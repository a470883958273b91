/// Application Error Handling
///
/// One place for every failure the service can produce:
/// 1. Domain-specific error types (auth, storage, validation, config)
/// 2. A unified `AppError` used for control flow in handlers
/// 3. HTTP response mapping that never leaks internal detail
/// 4. Structured error logging keyed by an error id

use actix_web::{error::ResponseError, http::StatusCode, HttpResponse};
use thiserror::Error;

/// ============================================================================
/// 1. DOMAIN-SPECIFIC ERROR TYPES
/// ============================================================================

/// Authentication failures.
///
/// Token and refresh failures collapse to a generic 401 outward; hashing and
/// storage failures are server faults.
#[derive(Debug, Clone, PartialEq, Eq, Error)]
pub enum AuthError {
    #[error("malformed token")]
    MalformedToken,
    #[error("unsupported token algorithm: {0}")]
    UnsupportedAlgorithm(String),
    #[error("invalid token signature")]
    InvalidSignature,
    #[error("token has expired")]
    Expired,
    #[error("missing authentication token")]
    MissingToken,
    #[error("no valid refresh token")]
    NoValidRefreshToken,
    #[error("password hashing failed: {0}")]
    HashingFailure(String),
    #[error("token storage failed: {0}")]
    StorageFailure(String),
    #[error("token encoding failed: {0}")]
    TokenEncoding(String),
    #[error("invalid credentials")]
    InvalidCredentials,
}

impl AuthError {
    /// Server-side faults, as opposed to anything the client did.
    pub fn is_internal(&self) -> bool {
        matches!(
            self,
            AuthError::HashingFailure(_) | AuthError::StorageFailure(_) | AuthError::TokenEncoding(_)
        )
    }
}

/// Database operation errors
#[derive(Debug, Error)]
pub enum DatabaseError {
    #[error("Duplicate entry: {0}")]
    UniqueConstraintViolation(String),
    #[error("Not found: {0}")]
    NotFound(String),
    #[error("Query error: {0}")]
    QueryExecution(String),
    #[error("Database connection error: {0}")]
    ConnectionPool(String),
}

impl From<sqlx::Error> for DatabaseError {
    fn from(err: sqlx::Error) -> Self {
        match &err {
            sqlx::Error::Database(db_err) if db_err.is_unique_violation() => {
                DatabaseError::UniqueConstraintViolation("Email already registered".to_string())
            }
            sqlx::Error::RowNotFound => DatabaseError::NotFound("Record not found".to_string()),
            sqlx::Error::PoolTimedOut | sqlx::Error::PoolClosed | sqlx::Error::Io(_) => {
                DatabaseError::ConnectionPool(err.to_string())
            }
            _ => DatabaseError::QueryExecution(err.to_string()),
        }
    }
}

impl From<DatabaseError> for AuthError {
    fn from(err: DatabaseError) -> Self {
        AuthError::StorageFailure(err.to_string())
    }
}

/// Validation errors for request input
#[derive(Debug, Clone, Error)]
pub enum ValidationError {
    #[error("{0} is empty")]
    EmptyField(&'static str),
    #[error("{0} is too short (minimum {1} characters)")]
    TooShort(&'static str, usize),
    #[error("{0} is too long (maximum {1} characters)")]
    TooLong(&'static str, usize),
    #[error("{0} has invalid format")]
    InvalidFormat(&'static str),
    #[error("{0} contains suspicious content")]
    SuspiciousContent(&'static str),
    #[error("password must contain at least one digit, one lowercase letter, and one uppercase letter")]
    WeakPassword,
}

/// Configuration errors
#[derive(Debug, Error)]
pub enum ConfigError {
    #[error("Missing required config: {0}")]
    MissingRequired(String),
    #[error("Invalid config value: {0}")]
    InvalidValue(String),
    #[error("Config parse error: {0}")]
    Parse(#[from] config::ConfigError),
}

/// ============================================================================
/// 2. UNIFIED APPLICATION ERROR TYPE
/// ============================================================================

#[derive(Debug, Error)]
pub enum AppError {
    #[error(transparent)]
    Validation(#[from] ValidationError),
    #[error(transparent)]
    Database(#[from] DatabaseError),
    #[error(transparent)]
    Auth(#[from] AuthError),
    #[error(transparent)]
    Config(#[from] ConfigError),
    #[error("Internal error: {0}")]
    Internal(String),
}

// ============================================================================
// 3. HTTP RESPONSE MAPPING
// ============================================================================

/// Error response body
#[derive(Debug, serde::Serialize)]
pub struct ErrorResponse {
    /// Unique error ID, matches the server-side log line
    pub error_id: String,
    pub message: String,
    /// Error code for client-side handling
    pub code: String,
    pub status: u16,
    pub timestamp: String,
}

impl ErrorResponse {
    pub fn new(error_id: String, message: String, code: String, status: u16) -> Self {
        Self {
            error_id,
            message,
            code,
            status,
            timestamp: chrono::Utc::now().to_rfc3339(),
        }
    }
}

/// Converting errors to HTTP responses with logging
pub trait ErrorHandler {
    fn error_response(&self, error_id: &str) -> (StatusCode, ErrorResponse);
    fn log_error(&self, error_id: &str);
}

fn internal() -> (StatusCode, &'static str, &'static str) {
    (
        StatusCode::INTERNAL_SERVER_ERROR,
        "INTERNAL_ERROR",
        "Internal server error",
    )
}

impl AppError {
    fn classify(&self) -> (StatusCode, &'static str, String) {
        let (status, code, message) = match self {
            AppError::Validation(e) => {
                return (StatusCode::BAD_REQUEST, "VALIDATION_ERROR", e.to_string());
            }
            AppError::Database(DatabaseError::UniqueConstraintViolation(_)) => (
                StatusCode::CONFLICT,
                "DUPLICATE_ENTRY",
                "Email already registered",
            ),
            AppError::Database(DatabaseError::NotFound(_)) => {
                (StatusCode::NOT_FOUND, "NOT_FOUND", "Not found")
            }
            AppError::Database(DatabaseError::ConnectionPool(_)) => (
                StatusCode::SERVICE_UNAVAILABLE,
                "SERVICE_UNAVAILABLE",
                "Database service temporarily unavailable",
            ),
            AppError::Database(_) => internal(),
            AppError::Auth(AuthError::InvalidCredentials) => (
                StatusCode::UNAUTHORIZED,
                "INVALID_CREDENTIALS",
                "Invalid credentials",
            ),
            AppError::Auth(e) if e.is_internal() => internal(),
            AppError::Auth(_) => (StatusCode::UNAUTHORIZED, "UNAUTHORIZED", "Unauthorized"),
            AppError::Config(_) | AppError::Internal(_) => internal(),
        };
        (status, code, message.to_string())
    }
}

impl ErrorHandler for AppError {
    fn error_response(&self, error_id: &str) -> (StatusCode, ErrorResponse) {
        let (status, code, message) = self.classify();
        let body = ErrorResponse::new(
            error_id.to_string(),
            message,
            code.to_string(),
            status.as_u16(),
        );
        (status, body)
    }

    fn log_error(&self, error_id: &str) {
        match self {
            AppError::Validation(e) => {
                tracing::warn!(error_id = error_id, error = %e, "Validation error");
            }
            AppError::Database(DatabaseError::UniqueConstraintViolation(_)) => {
                tracing::warn!(error_id = error_id, error = %self, "Duplicate entry attempt");
            }
            AppError::Database(e) => {
                tracing::error!(error_id = error_id, error = %e, "Database error");
            }
            AppError::Auth(e) if e.is_internal() => {
                tracing::error!(error_id = error_id, error = %e, "Authentication backend failure");
            }
            AppError::Auth(AuthError::InvalidCredentials) => {
                tracing::warn!(error_id = error_id, "Invalid credentials attempt");
            }
            AppError::Auth(e) => {
                tracing::warn!(error_id = error_id, error = %e, "Authentication error");
            }
            AppError::Config(e) => {
                tracing::error!(error_id = error_id, error = %e, "Configuration error");
            }
            AppError::Internal(msg) => {
                tracing::error!(error_id = error_id, error = %msg, "Internal error");
            }
        }
    }
}

impl ResponseError for AppError {
    fn error_response(&self) -> HttpResponse {
        let error_id = uuid::Uuid::new_v4().to_string();
        self.log_error(&error_id);

        let (status, body) = <Self as ErrorHandler>::error_response(self, &error_id);
        HttpResponse::build(status).json(body)
    }

    fn status_code(&self) -> StatusCode {
        self.classify().0
    }
}
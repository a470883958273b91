/// Middleware module
///
/// Session authentication for everything outside the public paths.

mod session_middleware;

pub use session_middleware::{AuthenticatedUser, SessionMiddleware};
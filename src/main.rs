use std::net::TcpListener;
use std::sync::Arc;

use gatehouse::auth::{SessionAuthenticator, SystemClock};
use gatehouse::configuration::get_configuration;
use gatehouse::startup::run;
use gatehouse::store;
use gatehouse::telemetry::init_telemetry;

#[tokio::main]
async fn main() -> std::io::Result<()> {
    init_telemetry();

    tracing::info!("Starting application");

    let configuration = match get_configuration() {
        Ok(config) => {
            tracing::info!(auth = ?config.auth, "Configuration loaded successfully");
            config
        }
        Err(e) => {
            tracing::error!("Failed to read configuration: {}", e);
            return Err(std::io::Error::new(
                std::io::ErrorKind::InvalidInput,
                "Configuration error",
            ));
        }
    };

    tracing::info!(backend = ?configuration.database.kind, "Attempting to connect to database");
    let stores = store::connect(&configuration.database).await.map_err(|e| {
        tracing::error!("Failed to create connection pool: {}", e);
        std::io::Error::new(
            std::io::ErrorKind::ConnectionRefused,
            "Database connection error",
        )
    })?;

    let authenticator =
        SessionAuthenticator::new(configuration.auth.clone(), stores, Arc::new(SystemClock))
            .map_err(|e| {
                tracing::error!("Failed to build session authenticator: {}", e);
                std::io::Error::new(std::io::ErrorKind::InvalidInput, "Authentication setup error")
            })?;

    let address = format!(
        "{}:{}",
        configuration.application.host, configuration.application.port
    );
    let listener = TcpListener::bind(&address)?;
    tracing::info!("Server listening on: {}", address);

    let server = run(listener, Arc::new(authenticator), &configuration.application)?;
    server.await
}
/// Session Authentication Middleware
///
/// Reads the `AuthToken` cookie, runs the session state machine and either
/// forwards the request with an [`AuthenticatedUser`] in its extensions or
/// short-circuits it with a 401 / redirect. A renewed access token rides
/// back on the response as a fresh cookie.

use actix_web::{
    dev::{forward_ready, Service, ServiceRequest, ServiceResponse, Transform},
    http::{header, StatusCode},
    Error, HttpMessage, HttpResponse,
};
use futures::future::LocalBoxFuture;
use std::rc::Rc;
use std::sync::Arc;

use crate::auth::{
    access_token_cookie, AuthOutcome, AuthRequest, IssuedAccessToken, RejectionResponse,
    SessionAuthenticator, ACCESS_TOKEN_COOKIE,
};
use crate::error::ErrorResponse;

/// Identity of the caller, injected for handlers behind the middleware.
#[derive(Debug, Clone, PartialEq, Eq)]
pub struct AuthenticatedUser {
    pub user_id: String,
}

/// Session middleware for the whole application
///
/// Public paths pass straight through; every other request needs a session.
pub struct SessionMiddleware {
    authenticator: Arc<SessionAuthenticator>,
}

impl SessionMiddleware {
    pub fn new(authenticator: Arc<SessionAuthenticator>) -> Self {
        Self { authenticator }
    }
}

impl<S, B> Transform<S, ServiceRequest> for SessionMiddleware
where
    S: Service<ServiceRequest, Response = ServiceResponse<B>, Error = Error> + 'static,
    S::Future: 'static,
    B: 'static,
{
    type Response = ServiceResponse<B>;
    type Error = Error;
    type InitError = ();
    type Transform = SessionMiddlewareService<S>;
    type Future = std::future::Ready<Result<Self::Transform, Self::InitError>>;

    fn new_transform(&self, service: S) -> Self::Future {
        std::future::ready(Ok(SessionMiddlewareService {
            service: Rc::new(service),
            authenticator: self.authenticator.clone(),
        }))
    }
}

pub struct SessionMiddlewareService<S> {
    service: Rc<S>,
    authenticator: Arc<SessionAuthenticator>,
}

impl<S, B> Service<ServiceRequest> for SessionMiddlewareService<S>
where
    S: Service<ServiceRequest, Response = ServiceResponse<B>, Error = Error> + 'static,
    S::Future: 'static,
    B: 'static,
{
    type Response = ServiceResponse<B>;
    type Error = Error;
    type Future = LocalBoxFuture<'static, Result<Self::Response, Self::Error>>;

    forward_ready!(service);

    fn call(&self, req: ServiceRequest) -> Self::Future {
        let service = self.service.clone();
        let authenticator = self.authenticator.clone();

        Box::pin(async move {
            let path = req.path().to_string();
            let access_token = req
                .cookie(ACCESS_TOKEN_COOKIE)
                .map(|cookie| cookie.value().to_string());
            let content_type = header_value(&req, header::CONTENT_TYPE);
            let accept = header_value(&req, header::ACCEPT);

            let outcome = authenticator
                .authenticate(&AuthRequest {
                    path: &path,
                    access_token: access_token.as_deref(),
                    content_type: content_type.as_deref(),
                    accept: accept.as_deref(),
                })
                .await;

            match outcome {
                AuthOutcome::Public => service.call(req).await,
                AuthOutcome::Authenticated { subject, renewed } => {
                    tracing::debug!(user_id = %subject, path = %path, "Session validated");
                    req.extensions_mut()
                        .insert(AuthenticatedUser { user_id: subject });

                    let mut res = service.call(req).await?;
                    if let Some(renewed) = renewed {
                        attach_renewed_cookie(&mut res, &renewed);
                    }
                    Ok(res)
                }
                AuthOutcome::Rejected { reason, response } => {
                    let response = match response {
                        RejectionResponse::Unauthorized => unauthorized(),
                        RejectionResponse::Redirect(location) => HttpResponse::SeeOther()
                            .insert_header((header::LOCATION, location))
                            .finish(),
                    };
                    Err(actix_web::error::InternalError::from_response(reason, response).into())
                }
            }
        })
    }
}

fn header_value(req: &ServiceRequest, name: header::HeaderName) -> Option<String> {
    req.headers()
        .get(name)
        .and_then(|value| value.to_str().ok())
        .map(str::to_string)
}

fn unauthorized() -> HttpResponse {
    let body = ErrorResponse::new(
        uuid::Uuid::new_v4().to_string(),
        "Unauthorized".to_string(),
        "UNAUTHORIZED".to_string(),
        StatusCode::UNAUTHORIZED.as_u16(),
    );
    HttpResponse::Unauthorized().json(body)
}

/// Add the renewed `AuthToken` cookie unless the handler already set one
/// itself (logout clears it, login replaces it).
fn attach_renewed_cookie<B>(res: &mut ServiceResponse<B>, renewed: &IssuedAccessToken) {
    let already_set = res
        .response()
        .cookies()
        .any(|cookie| cookie.name() == ACCESS_TOKEN_COOKIE);
    if already_set {
        return;
    }

    let cookie = access_token_cookie(&renewed.token, renewed.expires_at);
    if let Err(e) = res.response_mut().add_cookie(&cookie) {
        tracing::error!(error = %e, "Failed to attach renewed access token cookie");
    }
}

--- Your goal ---
If a line in the material above holds "TcpListener", copy it.

--- Task response ---
use std::net::TcpListener;
    let listener = TcpListener::bind(&address)?;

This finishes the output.